Personal information
- Full name: Lukas Felix Krüger
- Date of birth: 20 January 2000 (age 26)
- Place of birth: Hamburg, Germany
- Height: 1.88 m (6 ft 2 in)
- Position: Forward

Team information
- Current team: Eintracht Norderstedt
- Number: 9

Youth career
- 0000–2015: FC St.
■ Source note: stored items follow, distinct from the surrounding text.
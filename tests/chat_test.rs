//! Chat assistant, session, and completion tests

use ragflow_client::{
    ChatCompletionRequest, CreateChatRequest, CreateSessionRequest, ListSessionsParams,
    RagflowClient, UpdateChatRequest, UpdateSessionRequest,
};
use serde_json::json;
use wiremock::matchers::{body_json, method, path, query_param};
use wiremock::{Mock, MockServer, ResponseTemplate};

async fn client_for(server: &MockServer) -> RagflowClient {
    RagflowClient::new(server.uri(), "test-key").unwrap()
}

#[tokio::test]
async fn create_chat_binds_datasets_and_omits_unset_settings() {
    let server = MockServer::start().await;

    Mock::given(method("POST"))
        .and(path("/api/v1/chats"))
        .and(body_json(json!({
            "name": "example_chat",
            "dataset_ids": ["ds-1"]
        })))
        .respond_with(ResponseTemplate::new(200).set_body_json(json!({
            "code": 0,
            "data": {"id": "chat-1", "name": "example_chat"}
        })))
        .expect(1)
        .mount(&server)
        .await;

    let client = client_for(&server).await;
    let response = client
        .create_chat(CreateChatRequest::new("example_chat").datasets(["ds-1"]))
        .await
        .unwrap();
    assert_eq!(response["data"]["id"], "chat-1");
}

#[tokio::test]
async fn update_chat_sends_partial_body() {
    let server = MockServer::start().await;

    Mock::given(method("PUT"))
        .and(path("/api/v1/chats/chat-1"))
        .and(body_json(json!({"llm": {"model_name": "deepseek-chat"}})))
        .respond_with(ResponseTemplate::new(200).set_body_json(json!({"code": 0})))
        .expect(1)
        .mount(&server)
        .await;

    let client = client_for(&server).await;
    let request = UpdateChatRequest {
        llm: Some(json!({"model_name": "deepseek-chat"})),
        ..Default::default()
    };
    client.update_chat("chat-1", request).await.unwrap();
}

#[tokio::test]
async fn delete_chats_sends_ids_body() {
    let server = MockServer::start().await;

    Mock::given(method("DELETE"))
        .and(path("/api/v1/chats"))
        .and(body_json(json!({"ids": ["chat-1"]})))
        .respond_with(ResponseTemplate::new(200).set_body_json(json!({"code": 0})))
        .expect(1)
        .mount(&server)
        .await;

    let client = client_for(&server).await;
    client.delete_chats(&["chat-1".to_string()]).await.unwrap();
}

#[tokio::test]
async fn session_crud_round_trip() {
    let server = MockServer::start().await;

    Mock::given(method("POST"))
        .and(path("/api/v1/chats/chat-1/sessions"))
        .and(body_json(json!({"name": "example_session"})))
        .respond_with(ResponseTemplate::new(200).set_body_json(json!({
            "code": 0,
            "data": {"id": "sess-1", "name": "example_session"}
        })))
        .expect(1)
        .mount(&server)
        .await;

    Mock::given(method("GET"))
        .and(path("/api/v1/chats/chat-1/sessions"))
        .and(query_param("user_id", "u-7"))
        .respond_with(ResponseTemplate::new(200).set_body_json(json!({"code": 0, "data": []})))
        .expect(1)
        .mount(&server)
        .await;

    Mock::given(method("PUT"))
        .and(path("/api/v1/chats/chat-1/sessions/sess-1"))
        .and(body_json(json!({"name": "renamed"})))
        .respond_with(ResponseTemplate::new(200).set_body_json(json!({"code": 0})))
        .expect(1)
        .mount(&server)
        .await;

    Mock::given(method("DELETE"))
        .and(path("/api/v1/chats/chat-1/sessions"))
        .and(body_json(json!({"ids": ["sess-1"]})))
        .respond_with(ResponseTemplate::new(200).set_body_json(json!({"code": 0})))
        .expect(1)
        .mount(&server)
        .await;

    let client = client_for(&server).await;

    let session = client
        .create_session("chat-1", CreateSessionRequest::new("example_session"))
        .await
        .unwrap();
    let session_id = session["data"]["id"].as_str().unwrap().to_string();

    client
        .list_sessions(
            "chat-1",
            ListSessionsParams {
                user_id: Some("u-7".to_string()),
                ..Default::default()
            },
        )
        .await
        .unwrap();

    client
        .update_session(
            "chat-1",
            &session_id,
            UpdateSessionRequest {
                name: Some("renamed".to_string()),
                ..Default::default()
            },
        )
        .await
        .unwrap();

    client.delete_sessions("chat-1", &[session_id]).await.unwrap();
}

#[tokio::test]
async fn chat_completion_requests_single_json_response() {
    let server = MockServer::start().await;

    Mock::given(method("POST"))
        .and(path("/api/v1/chats/chat-1/completions"))
        .and(body_json(json!({
            "question": "What can RAGFlow do?",
            "session_id": "sess-1",
            "stream": false
        })))
        .respond_with(ResponseTemplate::new(200).set_body_json(json!({
            "code": 0,
            "data": {"answer": "Document retrieval and chat.", "session_id": "sess-1"}
        })))
        .expect(1)
        .mount(&server)
        .await;

    let client = client_for(&server).await;
    let request = ChatCompletionRequest::new("What can RAGFlow do?").session("sess-1");
    let response = client.converse_with_chat("chat-1", request).await.unwrap();

    assert_eq!(response["data"]["answer"], "Document retrieval and chat.");
}

#[tokio::test]
async fn chat_completion_omits_unset_session_and_user() {
    let server = MockServer::start().await;

    Mock::given(method("POST"))
        .and(path("/api/v1/chats/chat-1/completions"))
        .and(body_json(json!({"question": "hello", "stream": false})))
        .respond_with(ResponseTemplate::new(200).set_body_json(json!({"code": 0})))
        .expect(1)
        .mount(&server)
        .await;

    let client = client_for(&server).await;
    client
        .converse_with_chat("chat-1", ChatCompletionRequest::new("hello"))
        .await
        .unwrap();
}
Pauli
- 2015–2019: RB Leipzig

Senior career*
- Years: Team / Apps / (Gls)
- 2018–2019: RB Leipzig / 0 / (0)
- 2019–2020: BFC Dynamo / 24 / (3)
- 2020–2022: SV Meppen / 56 / (4)
- 2022–2023: FSV Zwickau / 13 / (1)
- 2024: SGV Freiberg / 9 / (3)
- 2024–: Eintracht Norderstedt / 58 / (19)

= Lukas Krüger =

German footballer (born 2000)

Lukas Felix Krüger (born 20 January 2000) is a German professional footballer who plays as a Forward for Eintracht Norderstedt.

==Club career==
Krüger made his professional debut for RB Leipzig on 2 August 2018, coming on as a substitute in the 70th minute for Matheus Cunha in the UEFA Europa League qualifying match against Swedish club BK Häcken of the Allsvenskan, which finished as a 1–1 away draw.

In July 2020, Krüger joined 3. Liga club SV Meppen from Regionalliga Nordost side Berliner FC Dynamo having agreed a two-year contract.

On 10 October 2024, Krüger joined FC Eintracht Norderstedt 03.